The question driving my work is: How should one deploy statistical data-analysis tools to enhance data-driven systems? Even partial answers to this question may have a large impact on science, government, and industry---each of whom are increasingly turning to statistical techniques to get value from their data.
To understand this question, my group has built or contributed to a diverse set of data-processing systems: a system called GeoDeepDive that reads and answers questions about the geology literature and is used by geologists to gain insights into the Earth's carbon cycle; a muon filter that is used in the IceCube neutrino telescope to process over 250 million events each day in the hunt for the origins of the universe; and a host of enterprise analytics applications with Oracle and EMC/Greenplum. Even within this diverse set, we have found common abstractions, which can be used to build and maintain such systems in a more cost-effective way. In this talk, I will describe some of these abstractions along with the theoretical and algorithmic questions that they raise. Finally, I will describe my vision of how and why classical data management will continue to play an important role in the age of statistical data analysis.
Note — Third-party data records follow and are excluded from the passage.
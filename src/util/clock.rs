//! Wall-clock abstraction so elapsed time can be simulated.

use std::sync::atomic::{AtomicI64, Ordering};
use std::time::{SystemTime, UNIX_EPOCH};

/// Source of unix timestamps in seconds.
pub trait Clock: Send + Sync {
    /// Current time, unix seconds.
    fn now(&self) -> i64;
}

/// Reads the system clock.
#[derive(Debug, Clone, Copy, Default)]
pub struct SystemClock;

impl Clock for SystemClock {
    fn now(&self) -> i64 {
        now_secs()
    }
}

/// Manually driven clock for tests and simulations.
#[derive(Debug, Default)]
pub struct ManualClock {
    now: AtomicI64,
}

impl ManualClock {
    /// Start at `now` unix seconds.
    #[must_use]
    pub const fn new(now: i64) -> Self {
        Self {
            now: AtomicI64::new(now),
        }
    }

    /// Move the clock forward.
    pub fn advance(&self, secs: i64) {
        self.now.fetch_add(secs, Ordering::SeqCst);
    }

    /// Jump to an absolute time.
    pub fn set(&self, now: i64) {
        self.now.store(now, Ordering::SeqCst);
    }
}

impl Clock for ManualClock {
    fn now(&self) -> i64 {
        self.now.load(Ordering::SeqCst)
    }
}

/// Current unix time in seconds (0 if the system clock predates the epoch).
#[must_use]
pub fn now_secs() -> i64 {
    SystemTime::now()
        .duration_since(UNIX_EPOCH)
        .map_or(0, |d| i64::try_from(d.as_secs()).unwrap_or(i64::MAX))
}

#[cfg(test)]
mod tests {
    use super::*;

    #[test]
    fn test_manual_clock() {
        let clock = ManualClock::new(100);
        assert_eq!(clock.now(), 100);
        clock.advance(3600);
        assert_eq!(clock.now(), 3700);
        clock.set(5);
        assert_eq!(clock.now(), 5);
    }

    #[test]
    fn test_system_clock_is_after_2020() {
        assert!(SystemClock.now() > 1_577_836_800);
    }
}
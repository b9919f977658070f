//! Error types for registry operations.

use thiserror::Error;

/// Business failures reported by the [`Registry`](crate::core::Registry).
///
/// None of these are fatal; callers turn them into structured responses.
#[derive(Debug, Clone, PartialEq, Eq, Error)]
pub enum RegistryError {
    /// An occupant with this key is already present.
    #[error("occupant already present: {0}")]
    Duplicate(String),
    /// Every slot is taken and the caller asked not to wait.
    #[error("pool full")]
    Full,
    /// Every slot stayed taken for the whole wait timeout.
    #[error("pool full: wait timed out")]
    WaitTimedOut,
    /// No record exists for this key.
    #[error("occupant not found: {0}")]
    NotFound(String),
    /// The occupant already left.
    #[error("occupant already released: {0}")]
    AlreadyReleased(String),
    /// The registry stopped accepting blocking admissions.
    #[error("registry closed")]
    Closed,
    /// Rates must be finite and strictly positive.
    #[error("rates must be positive numbers")]
    InvalidRate,
}

impl RegistryError {
    /// True for both flavours of capacity exhaustion.
    #[must_use]
    pub const fn is_full(&self) -> bool {
        matches!(self, Self::Full | Self::WaitTimedOut)
    }
}

/// Application-facing result using anyhow for higher-level contexts.
pub type AppResult<T> = Result<T, anyhow::Error>;

#[cfg(test)]
mod tests {
    use super::*;

    #[test]
    fn test_display() {
        assert_eq!(
            RegistryError::Duplicate("AB123".into()).to_string(),
            "occupant already present: AB123"
        );
        assert_eq!(RegistryError::Full.to_string(), "pool full");
        assert_eq!(RegistryError::InvalidRate.to_string(), "rates must be positive numbers");
    }

    #[test]
    fn test_is_full() {
        assert!(RegistryError::Full.is_full());
        assert!(RegistryError::WaitTimedOut.is_full());
        assert!(!RegistryError::NotFound("x".into()).is_full());
    }
}
//! # Lotwarden
//!
//! A capacity-bounded parking registry served over a small TCP/HTTP API.
//!
//! The crate is built around three concurrency-critical pieces:
//!
//! - **[`Registry`](core::Registry)**: the occupant table behind a
//!   `parking_lot::RwLock`, with blocking admission when full and a full
//!   snapshot written after every mutation
//! - **[`WorkerPool`](core::WorkerPool)**: a fixed set of OS threads pulling
//!   connection tasks from a `crossbeam-channel` queue
//! - **[`Server`](runtime::Server)**: accept loop with an in-flight connection
//!   ceiling and time-bounded request framing
//!
//! ## Registry
//!
//! ```rust
//! use std::time::Duration;
//! use lotwarden::core::{Category, RateTable, Registry, RegistryError};
//!
//! let rates = RateTable::new(10.0, 15.0).unwrap();
//! let registry = Registry::new(1, rates);
//!
//! registry.admit("X", Category::Small, Duration::ZERO).unwrap();
//! assert_eq!(
//!     registry.admit("Y", Category::Small, Duration::ZERO),
//!     Err(RegistryError::Full)
//! );
//!
//! let released = registry.release("X").unwrap();
//! assert!(!released.is_present());
//! assert_eq!(registry.occupied(), 0);
//! ```
//!
//! ## Server
//!
//! ```rust,no_run
//! use lotwarden::builders::build_server;
//! use lotwarden::config::ServerConfig;
//!
//! let cfg = ServerConfig::from_env()?;
//! let server = build_server(&cfg)?;
//! let stop = server.stop_handle();
//! ctrlc::set_handler(move || stop.stop())?;
//! server.run()?;
//! # Ok::<(), Box<dyn std::error::Error>>(())
//! ```

#![deny(missing_docs)]
#![deny(unsafe_code)]
#![warn(clippy::all)]
#![warn(clippy::pedantic)]
#![warn(clippy::nursery)]

/// Occupant records, the registry, errors and the worker pool.
pub mod core;
/// Configuration models for the server and worker pool.
pub mod config;
/// Builders that wire components together from configuration.
pub mod builders;
/// Infrastructure adapters: snapshot persistence.
pub mod infra;
/// TCP listener, framing and the HTTP API.
pub mod runtime;
/// Shared utilities: clock and tracing setup.
pub mod util;
//! Occupant records, categories and fee computation.

use std::fmt;
use std::str::FromStr;

use serde::{Deserialize, Serialize};

/// Vehicle category; selects which hourly rate applies.
#[derive(Debug, Clone, Copy, PartialEq, Eq, Hash, Serialize, Deserialize)]
#[serde(rename_all = "snake_case")]
pub enum Category {
    /// Small vehicle.
    #[serde(alias = "小型")]
    Small,
    /// Large vehicle.
    #[serde(alias = "大型")]
    Large,
}

impl Category {
    /// Canonical label, also used in snapshots.
    #[must_use]
    pub const fn as_str(self) -> &'static str {
        match self {
            Self::Small => "small",
            Self::Large => "large",
        }
    }
}

impl fmt::Display for Category {
    fn fmt(&self, f: &mut fmt::Formatter<'_>) -> fmt::Result {
        f.write_str(self.as_str())
    }
}

impl FromStr for Category {
    type Err = String;

    fn from_str(s: &str) -> Result<Self, Self::Err> {
        let trimmed = s.trim();
        match trimmed {
            "小型" => return Ok(Self::Small),
            "大型" => return Ok(Self::Large),
            _ => {}
        }
        if trimmed.eq_ignore_ascii_case("small") {
            Ok(Self::Small)
        } else if trimmed.eq_ignore_ascii_case("large") {
            Ok(Self::Large)
        } else {
            Err(format!("unknown category `{trimmed}`"))
        }
    }
}

/// Hourly rate per category.
#[derive(Debug, Clone, Copy, PartialEq, Serialize, Deserialize)]
pub struct RateTable {
    /// Rate for [`Category::Small`].
    pub small: f64,
    /// Rate for [`Category::Large`].
    pub large: f64,
}

impl RateTable {
    /// Build a rate table, rejecting non-finite or non-positive values.
    #[must_use]
    pub fn new(small: f64, large: f64) -> Option<Self> {
        let valid = |r: f64| r.is_finite() && r > 0.0;
        (valid(small) && valid(large)).then_some(Self { small, large })
    }

    /// Rate that applies to `category`.
    #[must_use]
    pub const fn rate_for(&self, category: Category) -> f64 {
        match category {
            Category::Small => self.small,
            Category::Large => self.large,
        }
    }
}

/// One occupant's lifecycle: admission, optional release and the fee.
///
/// `released_at == None` means the occupant is still present. Once released
/// the record is history and never changes again.
#[derive(Debug, Clone, PartialEq, Serialize, Deserialize)]
pub struct OccupantRecord {
    /// Unique identifier (licence plate).
    pub key: String,
    /// Category that selects the rate.
    pub category: Category,
    /// Admission time, unix seconds.
    pub admitted_at: i64,
    /// Release time, unix seconds.
    pub released_at: Option<i64>,
    /// Fee, meaningful only after release.
    pub fee: f64,
}

impl OccupantRecord {
    /// A freshly admitted occupant.
    #[must_use]
    pub const fn admitted(key: String, category: Category, now: i64) -> Self {
        Self {
            key,
            category,
            admitted_at: now,
            released_at: None,
            fee: 0.0,
        }
    }

    /// Still occupying a slot.
    #[must_use]
    pub const fn is_present(&self) -> bool {
        self.released_at.is_none()
    }

    /// Close the record at `now` and charge `rate` per hour.
    pub(crate) fn finalize(&mut self, now: i64, rate: f64) {
        self.released_at = Some(now);
        self.fee = compute_fee(elapsed_hours(self.admitted_at, now), rate);
    }
}

/// Fractional hours between two unix-second timestamps, never negative.
#[must_use]
#[allow(clippy::cast_precision_loss)]
pub fn elapsed_hours(from: i64, to: i64) -> f64 {
    (to - from).max(0) as f64 / 3600.0
}

/// `round(hours * rate, 2)`.
#[must_use]
pub fn compute_fee(hours: f64, rate: f64) -> f64 {
    (hours * rate * 100.0).round() / 100.0
}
Papers, software, virtual machines that contain installations of our software, links to applications that are discussed in this talk, and our list of collaborators are available from http://www.cs.wisc.edu/hazy. We also have a YouTube channel (http://www.youtube.com/HazyResearch) with videos about our projects.
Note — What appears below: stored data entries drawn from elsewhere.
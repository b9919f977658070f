//! Minimal HTTP/1.1 request and response models.
//!
//! Only what the API needs: one request per connection, fixed
//! `Content-Length` bodies, `Connection: close` on every response.

use std::io::{self, Write};

use serde::Serialize;

/// Headers attached to every response so browser front-ends can call the API.
pub const CORS_HEADERS: [(&str, &str); 3] = [
    ("Access-Control-Allow-Origin", "*"),
    ("Access-Control-Allow-Methods", "GET, POST, PUT, DELETE, OPTIONS"),
    ("Access-Control-Allow-Headers", "Content-Type"),
];

/// One framed request.
#[derive(Debug, Clone, Default, PartialEq, Eq)]
pub struct Request {
    /// Method token, e.g. `GET`.
    pub method: String,
    /// Request target without the query string.
    pub path: String,
    /// Raw query string, without the `?`.
    pub query: Option<String>,
    /// Protocol version token, e.g. `HTTP/1.1`.
    pub version: String,
    /// Header lines in arrival order.
    pub headers: Vec<(String, String)>,
    /// Body bytes, exactly `Content-Length` long.
    pub body: Vec<u8>,
}

impl Request {
    /// First header named `name`, compared case-insensitively.
    #[must_use]
    pub fn header(&self, name: &str) -> Option<&str> {
        self.headers
            .iter()
            .find(|(k, _)| k.eq_ignore_ascii_case(name))
            .map(|(_, v)| v.as_str())
    }
}

/// Response about to be serialized onto a connection.
#[derive(Debug, Clone, PartialEq, Eq)]
pub struct Response {
    /// Status code.
    pub status: u16,
    /// Extra headers; CORS, `Content-Length` and `Connection` are added on write.
    pub headers: Vec<(String, String)>,
    /// Body bytes.
    pub body: Vec<u8>,
}

impl Response {
    /// Empty response with `status`.
    #[must_use]
    pub const fn new(status: u16) -> Self {
        Self {
            status,
            headers: Vec::new(),
            body: Vec::new(),
        }
    }

    /// JSON response. Serialization failure degrades to a 500 with an empty
    /// object so a handler never has to deal with it.
    #[must_use]
    pub fn json<T: Serialize>(status: u16, value: &T) -> Self {
        match serde_json::to_vec(value) {
            Ok(body) => Self::new(status)
                .with_header("Content-Type", "application/json; charset=utf-8")
                .with_body(body),
            Err(e) => {
                tracing::error!(error = %e, "Failed to serialize response body");
                Self::new(500)
                    .with_header("Content-Type", "application/json; charset=utf-8")
                    .with_body(b"{}".to_vec())
            }
        }
    }

    /// Add a header.
    #[must_use]
    pub fn with_header(mut self, name: impl Into<String>, value: impl Into<String>) -> Self {
        self.headers.push((name.into(), value.into()));
        self
    }

    /// Replace the body.
    #[must_use]
    pub fn with_body(mut self, body: Vec<u8>) -> Self {
        self.body = body;
        self
    }

    /// First header named `name`, compared case-insensitively.
    #[must_use]
    pub fn header(&self, name: &str) -> Option<&str> {
        self.headers
            .iter()
            .find(|(k, _)| k.eq_ignore_ascii_case(name))
            .map(|(_, v)| v.as_str())
    }

    /// Serialize status line, headers and body into one buffer.
    #[must_use]
    pub fn to_bytes(&self) -> Vec<u8> {
        let mut head = format!("HTTP/1.1 {} {}\r\n", self.status, reason_phrase(self.status));
        for (name, value) in &self.headers {
            head.push_str(name);
            head.push_str(": ");
            head.push_str(value);
            head.push_str("\r\n");
        }
        for (name, value) in CORS_HEADERS {
            if self.header(name).is_none() {
                head.push_str(name);
                head.push_str(": ");
                head.push_str(value);
                head.push_str("\r\n");
            }
        }
        head.push_str(&format!("Content-Length: {}\r\n", self.body.len()));
        head.push_str("Connection: close\r\n\r\n");

        let mut out = head.into_bytes();
        out.extend_from_slice(&self.body);
        out
    }

    /// Write the serialized response and flush.
    ///
    /// # Errors
    ///
    /// Propagates any I/O error from `out`.
    pub fn write_to<W: Write>(&self, out: &mut W) -> io::Result<()> {
        out.write_all(&self.to_bytes())?;
        out.flush()
    }
}

/// Reason phrase for the status codes this server produces.
#[must_use]
pub const fn reason_phrase(status: u16) -> &'static str {
    match status {
        200 => "OK",
        204 => "No Content",
        400 => "Bad Request",
        404 => "Not Found",
        408 => "Request Timeout",
        413 => "Payload Too Large",
        500 => "Internal Server Error",
        503 => "Service Unavailable",
        _ => "Unknown",
    }
}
Christopher (Chris) Re is an assistant professor in the department of computer sciences at the University of Wisconsin-Madison. The goal of his work is to enable users and developers to build applications that more deeply understand and exploit data. Chris received his PhD from the University of Washington in Seattle under the supervision of Dan Suciu. For his PhD work in probabilistic data management, Chris received the SIGMOD 2010 Jim Gray Dissertation Award. Chris's papers have received four best-paper or best-of-conference citations, including best paper in PODS 2012, best-of-conference in PODS 2010 twice, and one best-of-conference in ICDE 2009). Chris received an NSF CAREER Award in 2011.